I'll skip the EWWWW GROSS!!! and move right on to the question: how in the world do you get a tick off your back, especially if it's so tiny??


----------



## MELOC (Sep 26, 2005)

he was within reach on my left side at right about the point where you can reach behind you but not throw your shoulder out of socket. i didn't really know it was a tick at first. i had an itch and thought it was a skeeter bite, but when i felt it, i felt that something was there. i just sort of scraped/pinched and pulled...just in case. normally, i think i would have pulled the ticks head off if it was imbedded, but i think the pinch of skin got all of this tiny bugger. i think that is a piece of ME on the left of the tick in the photo, lol.


----------



## steff bugielski (Nov 10, 2003)

Do not rely on the rash. Many people do not get it. Be aware if you feel like you have a gold or fever or just aches and pains. Get a blood test called ' western blot'. Good luck


----------



## bluetick (May 11, 2002)

My veterinarian and his staff are very good at identifying ticks. He told me some human doctors have had him identify ticks on occasion for their human patients.
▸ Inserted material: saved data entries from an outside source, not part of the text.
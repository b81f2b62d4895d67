// This Source Code Form is subject to the terms of the Mozilla Public
// License, v. 2.0. If a copy of the MPL was not distributed with this
// file, You can obtain one at http://mozilla.org/MPL/2.0/.

/// Pretty printers for reporting information.
use std::{
    borrow::Cow,
    sync::{Mutex, MutexGuard},
};

const VERTICAL: char = '│';
const UP_AND_RIGHT: char = '└';
const VERTICAL_AND_RIGHT: char = '├';

lazy_static::lazy_static! {
    static ref WARNING_PRINTER: Mutex<Blocks> = Mutex::new(Blocks::default());
}

type Block = Vec<Cow<'static, str>>;

#[derive(Default)]
struct Blocks(Vec<Block>);

impl Blocks {
    /// Log every line of every block, drawing a tree down the left-hand side.
    fn log(&self, level: log::Level) {
        let num_blocks = self.0.len();
        for (i_block, block) in self.0.iter().enumerate() {
            let num_lines = block.len();
            for (i_line, line) in block.iter().enumerate() {
                let symbol = match (i_line, i_line + 1 == num_lines, i_block + 1 == num_blocks) {
                    (0, false, _) => VERTICAL_AND_RIGHT,
                    (0, _, false) => VERTICAL_AND_RIGHT,
                    (0, true, true) => UP_AND_RIGHT,
                    _ => VERTICAL,
                };
                log::log!(level, "{symbol} {line}");
            }
        }
        log::log!(level, "");
    }
}

/// Collects lines of information under a title, and logs them all at once.
pub(crate) struct InfoPrinter {
    title: Cow<'static, str>,
    blocks: Blocks,
}

impl InfoPrinter {
    pub(crate) fn new<S: Into<Cow<'static, str>>>(title: S) -> Self {
        Self {
            title: title.into(),
            blocks: Blocks::default(),
        }
    }

    pub(crate) fn push_line<S: Into<Cow<'static, str>>>(&mut self, line: S) {
        self.blocks.0.push(vec![line.into()]);
    }

    pub(crate) fn push_block(&mut self, block: Vec<Cow<'static, str>>) {
        self.blocks.0.push(block);
    }

    pub(crate) fn display(self) {
        log::info!("{}", console::style(self.title).bold());
        self.blocks.log(log::Level::Info);
    }
}

fn warning_printer() -> MutexGuard<'static, Blocks> {
    // A poisoned lock still holds valid warnings.
    WARNING_PRINTER
        .lock()
        .unwrap_or_else(|poisoned| poisoned.into_inner())
}

pub(crate) trait Warn {
    fn warn(self);
}

impl Warn for Vec<Cow<'static, str>> {
    fn warn(self) {
        warning_printer().0.push(self);
    }
}

/// Print out any warnings that have been collected as CLI arguments have been
/// parsed. This should only be called once all arguments have been parsed into
/// parameters.
pub(crate) fn display_warnings() {
    let mut printer = warning_printer();
    log::debug!("Displaying warnings");
    if printer.0.is_empty() {
        return;
    }

    log::warn!("{}", console::style("Warnings").bold());
    printer.log(log::Level::Warn);
    printer.0.clear();
}
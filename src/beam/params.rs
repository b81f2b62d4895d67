// This Source Code Form is subject to the terms of the Mozilla Public
// License, v. 2.0. If a copy of the MPL was not distributed with this
// file, You can obtain one at http://mozilla.org/MPL/2.0/.

//! Beam parameters at a particular frequency.

use log::trace;
use ndarray::prelude::*;
use serde::Serialize;

use super::{pattern, stokes_i, Pol};
use crate::{
    math::interp,
    registry::{CalibrationTable, Channels},
};

/// Squints and FWHMs interpolated from a [`CalibrationTable`]. `T` is `f64`
/// for a single frequency, or an array for many.
#[derive(Debug, Clone, PartialEq, Serialize)]
pub struct BeamParams<T> {
    /// Pointing offsets of the beam centres [degrees].
    pub squint_deg: Channels<T>,

    /// Full widths at half maximum [degrees].
    pub fwhm_deg: Channels<T>,
}

/// Linearly interpolate each channel of `table` independently at `freq_mhz`.
/// Frequencies outside the tabulated range get the parameters of the nearest
/// tabulated frequency.
pub fn interpolate(table: &CalibrationTable, freq_mhz: f64) -> BeamParams<f64> {
    let freqs = table.freqs_mhz();
    let params = BeamParams {
        squint_deg: table.squints_deg().map(|v| interp(freq_mhz, freqs, v)),
        fwhm_deg: table.fwhms_deg().map(|v| interp(freq_mhz, freqs, v)),
    };
    trace!("Beam parameters at {freq_mhz} MHz: {params:?}");
    params
}

/// Like [`interpolate`], but for each element of `freqs_mhz`. Each channel's
/// result has the same shape as `freqs_mhz`.
pub fn interpolate_array<D: Dimension>(
    table: &CalibrationTable,
    freqs_mhz: ArrayView<f64, D>,
) -> BeamParams<Array<f64, D>> {
    let freqs = table.freqs_mhz();
    BeamParams {
        squint_deg: table
            .squints_deg()
            .map(|v| freqs_mhz.mapv(|f| interp(f, freqs, v))),
        fwhm_deg: table
            .fwhms_deg()
            .map(|v| freqs_mhz.mapv(|f| interp(f, freqs, v))),
    }
}

impl BeamParams<f64> {
    /// The H co-polarised beam at `(x_deg, y_deg)`.
    pub fn hh(&self, x_deg: f64, y_deg: f64) -> f64 {
        let Self {
            squint_deg: s,
            fwhm_deg: w,
        } = self;
        pattern(x_deg, y_deg, s.hx, s.hy, w.hx, w.hy)
    }

    /// The V co-polarised beam at `(x_deg, y_deg)`.
    pub fn vv(&self, x_deg: f64, y_deg: f64) -> f64 {
        let Self {
            squint_deg: s,
            fwhm_deg: w,
        } = self;
        pattern(x_deg, y_deg, s.vx, s.vy, w.vx, w.vy)
    }

    /// The Stokes I beam at `(x_deg, y_deg)`.
    pub fn stokes_i(&self, x_deg: f64, y_deg: f64) -> f64 {
        stokes_i(self.hh(x_deg, y_deg), self.vv(x_deg, y_deg))
    }

    pub fn response(&self, pol: Pol, x_deg: f64, y_deg: f64) -> f64 {
        match pol {
            Pol::HH => self.hh(x_deg, y_deg),
            Pol::VV => self.vv(x_deg, y_deg),
            Pol::I => self.stokes_i(x_deg, y_deg),
        }
    }
}
// This Source Code Form is subject to the terms of the Mozilla Public
// License, v. 2.0. If a copy of the MPL was not distributed with this
// file, You can obtain one at http://mozilla.org/MPL/2.0/.

use clap::Parser;

fn main() {
    // Stolen from BurntSushi. We don't return Result from main because it
    // prints the debug representation of the error. The code below prints the
    // "display" or human readable representation of the error.
    if let Err(e) = try_main() {
        eprintln!("Error: {e}");
        std::process::exit(1);
    }
}

fn try_main() -> Result<(), katbeam::KatbeamError> {
    katbeam::Katbeam::parse().run()
}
I had a tick embedded on me in an impossible to reach location on my back. One of the vet techs kindly removed it from me, and told me it was a deer tick. My regular doctor recommended waiting 3 weeks and then having a blood test for Lyme, and other diseases ticks carry. In the northeast, some deer ticks have been found to carry babesiosis, a malaria-like illness.

Your tick resembles a "nymph" - an earlier life stage than the larger ticks we often see. A veterinarian might be more helpful to you.


----------



## Cabin Fever (May 10, 2002)

Oh please! Not evey deer tick carries lymes disease. Don't get bent out of shape over this. I've pulled off numerouse deer ticks over the past 20 years or so and who knows how many I've missed? If you are supper concerned, ask your doctor to give you the Lymerix vaccination....which I have had. It consists of two shots given 30 days apart and a third one given one year later.


----------



## MELOC (Sep 26, 2005)

i am not really freaked out. i think others here are probably more concerned than i am. i am comfortable watching for other symptoms to occur before i go screaming to a doctor.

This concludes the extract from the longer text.